Is Banning Racial Preferences Unconstitutional? Supreme Court Will Decide Print
By Timothy H. Lee
Wednesday, March 27 2013
So does it violate the Constitution for voters to ensure nondiscrimination, even though the Constitution explicitly commands nondiscrimination?

Since its inception, “affirmative action” has barely survived judicial scrutiny. 

That it has survived at all is a wonder of judicial contortion.  The 14th Amendment, ratified in the aftermath of the Civil War, mandates, inter alia, equal protection of individuals under law: 

“No State shall make or enforce any law which shall abridge the privileges and immunities of citizens of the United States; nor shall any State deprive any person of life, liberty, or property, without due process of law; nor deny to any person within its jurisdiction the equal protection of the laws.” 

The Constitution should be read to mean what it says.  It wasn’t drafted or intended to be esoteric, understood and applied only by a particular group.  Rather, it’s a popular document to be followed and applied by a participating electorate.  While no linguistic endeavor of man can be perfect in that regard, it is elegant and singularly enduring for its clarity, not its Byzantine complexity. 

Yet according to some, including the Sixth Circuit Court of Appeals, the Constitution doesn’t mean what it says.  Somehow, they claim, the Equal Protection Clause prohibits voters from outlawing racial preferences by their state universities.  

So does it violate the Constitution for voters to ensure nondiscrimination, even though the Constitution explicitly commands nondiscrimination?  This week, the United States Supreme Court announced that it will address the matter in its next term. 

The case stems from a 2006 Michigan ballot initiative, in which a resounding 58% majority amended the state constitution to prohibit racial and sexual preferences in public education, employment and contracting.  Three years earlier, the Supreme Court had overturned the University of Michigan’s undergraduate racial admission preferences, but allowed its law school admission formula to survive.  Accordingly, voters in that relatively liberal state approved the 2006 Michigan Civil Rights Initiative (MCRI) to settle the matter. 

Other states across America have adopted such measures, including California ten years earlier.  For their part, courts have generally rejected legal challenges to those laws, including the far-left Ninth Circuit and California Supreme Court. 

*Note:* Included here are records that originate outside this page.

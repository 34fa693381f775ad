use skycast_core::{DetailLine, DisplaySurface, IconImage};

/// Prints report slots to stdout; errors and the loading indicator go to stderr.
#[derive(Debug, Default)]
pub struct TerminalSurface {
    quiet: bool,
}

impl TerminalSurface {
    pub fn new(quiet: bool) -> Self {
        Self { quiet }
    }
}

impl DisplaySurface for TerminalSurface {
    fn set_city(&self, text: &str) {
        println!("{text}");
    }

    fn set_temperature(&self, text: &str) {
        println!("  {text}");
    }

    fn set_description(&self, text: &str) {
        if !text.is_empty() {
            println!("  {text}");
        }
    }

    fn set_icon(&self, icon: Option<&IconImage>) {
        if let Some(icon) = icon {
            println!("  Icon: {}", icon.url);
        }
    }

    fn set_details(&self, lines: &[DetailLine]) {
        for line in lines {
            println!("  {line}");
        }
    }

    fn show_error(&self, message: &str) -> bool {
        eprintln!("error: {message}");
        true
    }

    fn set_loading(&self, visible: bool) {
        if visible && !self.quiet {
            eprintln!("Fetching weather...");
        }
    }

    fn alert(&self, message: &str) {
        eprintln!("{message}");
    }
}
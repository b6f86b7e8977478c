//! Captive-portal submissions.
//!
//! The setup page itself is served elsewhere. Its form posts land here as a
//! [`PortalSubmission`], get validated into a [`DeviceConfig`], and on
//! success are written to the store before the device restarts into normal
//! boot. A rejected submission leaves the store untouched.

use crate::error::PortalError;
use bootstrapper_core::{ConfigStore, DeviceConfig, DeviceConfigRecord, SystemControl};
use serde::Deserialize;
use std::sync::mpsc::Receiver;
use tracing::{info, warn};

/// Gateway assumed for static addressing when the form leaves it out.
pub const DEFAULT_GATEWAY: &str = "192.168.1.1";
pub const DEFAULT_SUBNET: &str = "255.255.255.0";
pub const DEFAULT_DNS: &str = "192.168.1.1";

/// Fields of the setup form, named as the page sends them.
#[derive(Debug, Clone, Default, PartialEq, Eq, Deserialize)]
#[serde(default)]
pub struct PortalSubmission {
    #[serde(rename = "deviceName")]
    pub device_name: String,
    /// Empty or `DHCP` for dynamic addressing.
    #[serde(rename = "microcontrollerIP")]
    pub microcontroller_ip: String,
    #[serde(rename = "gatewayIP")]
    pub gateway_ip: String,
    #[serde(rename = "subnetMask")]
    pub subnet_mask: String,
    #[serde(rename = "dnsIP")]
    pub dns_ip: String,
    pub ssid: String,
    pub pass: String,
    #[serde(rename = "OTApass")]
    pub ota_pass: String,
    /// Any non-empty value enables messaging.
    #[serde(rename = "mqttCheckbox")]
    pub mqtt_checkbox: String,
    #[serde(rename = "mqttIP")]
    pub mqtt_ip: String,
    #[serde(rename = "mqttPort")]
    pub mqtt_port: String,
    pub mqttuser: String,
    pub mqttpass: String,
    #[serde(rename = "additionalParam")]
    pub additional_param: String,
}

fn require(value: &str, field: &'static str) -> Result<(), PortalError> {
    if value.trim().is_empty() {
        Err(PortalError::MissingField(field))
    } else {
        Ok(())
    }
}

fn or_default(value: &str, default: &str) -> String {
    if value.trim().is_empty() {
        default.to_string()
    } else {
        value.to_string()
    }
}

impl PortalSubmission {
    pub fn messaging_enabled(&self) -> bool {
        !self.mqtt_checkbox.is_empty()
    }

    /// Check mandatory fields and build the record.
    pub fn validate(&self) -> Result<DeviceConfig, PortalError> {
        require(&self.device_name, "deviceName")?;
        require(&self.ssid, "ssid")?;
        require(&self.pass, "pass")?;
        require(&self.ota_pass, "OTApass")?;
        if self.messaging_enabled() {
            require(&self.mqtt_ip, "mqttIP")?;
            require(&self.mqtt_port, "mqttPort")?;
        }

        let dhcp = self.microcontroller_ip.trim().is_empty()
            || self.microcontroller_ip.eq_ignore_ascii_case("DHCP");
        let (microcontroller_ip, gateway_ip, subnet_mask, dns_ip) = if dhcp {
            ("DHCP".to_string(), None, None, None)
        } else {
            (
                self.microcontroller_ip.clone(),
                Some(or_default(&self.gateway_ip, DEFAULT_GATEWAY)),
                Some(or_default(&self.subnet_mask, DEFAULT_SUBNET)),
                Some(or_default(&self.dns_ip, DEFAULT_DNS)),
            )
        };

        let messaging = self.messaging_enabled();
        let broker_field = |value: &str| Some(if messaging { value.to_string() } else { String::new() });

        let record = DeviceConfigRecord {
            device_name: Some(self.device_name.clone()),
            microcontroller_ip: Some(microcontroller_ip),
            gateway_ip,
            subnet_mask,
            dns_ip,
            qsid: Some(self.ssid.clone()),
            qpass: Some(self.pass.clone()),
            ota_pass: Some(self.ota_pass.clone()),
            mqtt_ip: broker_field(&self.mqtt_ip),
            mqtt_port: broker_field(&self.mqtt_port),
            mqttuser: broker_field(&self.mqttuser),
            mqttpass: broker_field(&self.mqttpass),
            additional_param: Some(self.additional_param.clone()),
            ..Default::default()
        };
        DeviceConfig::try_from(record).map_err(PortalError::Invalid)
    }

    /// Validate, persist, restart.
    pub fn apply(
        &self,
        store: &dyn ConfigStore,
        system: &mut dyn SystemControl,
    ) -> Result<DeviceConfig, PortalError> {
        let config = match self.validate() {
            Ok(config) => config,
            Err(e) => {
                warn!(error = %e, "Rejected setup submission");
                return Err(e);
            }
        };
        store.save(&config).map_err(PortalError::Store)?;
        info!(device = %config.device_name, "Success: rebooting the microcontroller using your credentials.");
        system.restart();
        Ok(config)
    }
}

/// Source of form submissions collected by the web server.
pub trait PortalSource: Send {
    /// Next pending submission. Never blocks.
    fn next_submission(&mut self) -> Option<PortalSubmission>;
}

impl PortalSource for Receiver<PortalSubmission> {
    fn next_submission(&mut self) -> Option<PortalSubmission> {
        self.try_recv().ok()
    }
}

#[cfg(test)]
mod tests {
    use super::*;
    use bootstrapper_core::sim::RecordingSystem;
    use bootstrapper_core::{AddressMode, MemoryConfigStore};
    use pretty_assertions::assert_eq;
    use std::net::Ipv4Addr;

    fn submission() -> PortalSubmission {
        PortalSubmission {
            device_name: "GLOW_WORM".to_string(),
            ssid: "home".to_string(),
            pass: "secret".to_string(),
            ota_pass: "ota".to_string(),
            ..Default::default()
        }
    }

    #[test]
    fn test_query_field_names() {
        let json = serde_json::json!({
            "deviceName": "dev",
            "ssid": "home",
            "pass": "pw",
            "OTApass": "ota",
            "mqttCheckbox": "on",
            "mqttIP": "192.168.1.3",
            "mqttPort": "1883"
        });
        let parsed: PortalSubmission = serde_json::from_value(json).unwrap();
        assert!(parsed.messaging_enabled());
        assert_eq!(parsed.ota_pass, "ota");
        assert_eq!(parsed.microcontroller_ip, "");
    }

    #[test]
    fn test_minimal_submission_is_dhcp_without_broker() {
        let config = submission().validate().unwrap();
        assert_eq!(config.addressing, AddressMode::Dhcp);
        assert!(config.broker.is_none());
        assert_eq!(config.update_passphrase.as_deref(), Some("ota"));
    }

    #[test]
    fn test_required_fields() {
        for (field, blank) in [
            ("deviceName", PortalSubmission { device_name: String::new(), ..submission() }),
            ("ssid", PortalSubmission { ssid: String::new(), ..submission() }),
            ("pass", PortalSubmission { pass: String::new(), ..submission() }),
            ("OTApass", PortalSubmission { ota_pass: String::new(), ..submission() }),
        ] {
            match blank.validate() {
                Err(PortalError::MissingField(missing)) => assert_eq!(missing, field),
                other => panic!("expected missing {field}, got {other:?}"),
            }
        }
    }

    #[test]
    fn test_broker_fields_required_when_enabled() {
        let enabled = PortalSubmission {
            mqtt_checkbox: "on".to_string(),
            mqtt_ip: "192.168.1.3".to_string(),
            ..submission()
        };
        assert!(matches!(enabled.validate(), Err(PortalError::MissingField("mqttPort"))));

        let complete = PortalSubmission {
            mqtt_port: "1883".to_string(),
            ..enabled
        };
        let broker = complete.validate().unwrap().broker.unwrap();
        assert_eq!(broker.address, Ipv4Addr::new(192, 168, 1, 3));
    }

    #[test]
    fn test_broker_fields_ignored_when_disabled() {
        let config = PortalSubmission {
            mqtt_ip: "192.168.1.3".to_string(),
            mqtt_port: "1883".to_string(),
            ..submission()
        }
        .validate()
        .unwrap();
        assert!(config.broker.is_none());
    }

    #[test]
    fn test_static_address_uses_default_gateway() {
        let config = PortalSubmission {
            microcontroller_ip: "192.168.1.99".to_string(),
            ..submission()
        }
        .validate()
        .unwrap();
        match config.addressing {
            AddressMode::Static(fixed) => {
                assert_eq!(fixed.address, Ipv4Addr::new(192, 168, 1, 99));
                assert_eq!(fixed.gateway, Ipv4Addr::new(192, 168, 1, 1));
                assert_eq!(fixed.subnet, Ipv4Addr::new(255, 255, 255, 0));
            }
            other => panic!("expected static, got {other:?}"),
        }
    }

    #[test]
    fn test_apply_writes_and_restarts() {
        let store = MemoryConfigStore::new();
        let mut system = RecordingSystem::new();
        submission().apply(&store, &mut system).unwrap();
        assert_eq!(store.load().unwrap().wifi.ssid, "home");
        assert_eq!(system.restarts(), 1);
    }

    #[test]
    fn test_apply_rejection_leaves_store_untouched() {
        let existing = DeviceConfig::for_wifi("old", "old-net", "pw");
        let store = MemoryConfigStore::with_config(&existing);
        let mut system = RecordingSystem::new();

        let bad = PortalSubmission {
            microcontroller_ip: "not-an-ip".to_string(),
            ..submission()
        };
        assert!(matches!(bad.apply(&store, &mut system), Err(PortalError::Invalid(_))));
        assert_eq!(store.load().unwrap(), existing);
        assert_eq!(system.restarts(), 0);
    }

    #[test]
    fn test_channel_source() {
        let (tx, mut rx) = std::sync::mpsc::channel();
        assert!(rx.next_submission().is_none());
        tx.send(submission()).unwrap();
        assert_eq!(rx.next_submission(), Some(submission()));
    }
}
//! # bootstrapper-protocol
//!
//! Binary provisioning protocol spoken over the serial console.
//!
//! Frames look like `IMPROV | version | type | length | payload | checksum`.
//! This crate provides the frame constants, the encoder for outbound
//! state/error/RPC frames, a byte-at-a-time parser for inbound RPC commands,
//! and decoding of the RPC command payloads.

pub mod codec;
pub mod command;
pub mod frame;
pub mod parser;

pub use codec::{
    decode_frame, decode_rpc_strings, encode_error, encode_rpc_command, encode_rpc_response, encode_state,
    encode_wifi_settings, CodecError,
};
pub use command::{CommandError, RpcCommand};
pub use frame::{checksum, Command, DeviceState, ErrorCode, Frame, FrameType};
pub use parser::{FrameParser, ParseEvent, ParseState, RawCommand, RejectReason};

Undeterred, an activist group going by the unwieldy name “Coalition to Defend Affirmative Action, Integration and Immigrant Rights and Fight for Equality by Any Means Necessary” decided to challenge the Michigan initiative.  Their opposition centered on the allegation that banning racial preferences is unfair, because universities can still accord preference to such groups as children of alumni. 

Never mind that we had to fight the Civil War and amend our Constitution because of racial discrimination, not alumni preferences or athletic scholarships.  Further, the only way to end admission discrimination in every form would be to admit every single person who applied, regardless of grades, test scores or other distinctive talents.  There are some forms of discrimination, however, that a free and fair society cannot abide.  Such characteristics as race, sex, national origin and religion differ in kind, not merely degree, from more trivial distinctions. 

Remarkably, the Sixth Circuit nevertheless accepted challengers’ argument, even where the Ninth Circuit and others did not.  By a narrow 8-7 margin, that Court ruled that the MCRI unconstitutionally encumbered racial minorities by rendering state government unable to continue affirmative action preferences.  According to Judge R. Guy Cole, Jr., who wrote the majority opinion, the law amounted to an effort by the majority “to manipulate the channels of change in a manner that places unique burdens on issues of importance to racial minorities.” 

So non-discrimination is discriminatory? 

And states across the nation must suddenly reinstate racial preferences? 

Such a result is untenable judicially, logically or linguistically, and the Supreme Court has accepted the opportunity to restore reason to the matter.  Curt Levey, counsel of record in the 2003 cases challenging Michigan’s race-based admissions policies, captured the issue well:  “The Fourteenth Amendment, lest we lose sight of the forest for the trees, does not require what it barely permits.” 

Or, as stated by Chief Justice John Roberts in a 2007 affirmative action case, “The way to end discrimination on the basis of race is to stop discriminating on the basis of race.” 

That is exactly what Michigan voters overwhelmingly attempted to do.  It is now the Supreme Court’s task to affirm that the Constitution’s Equal Protection Clause actually means what it says. 

A nation’s laws are only as good as those who apply them, and Americans should remember this whenever they wonder why elections and judicial appointments matter.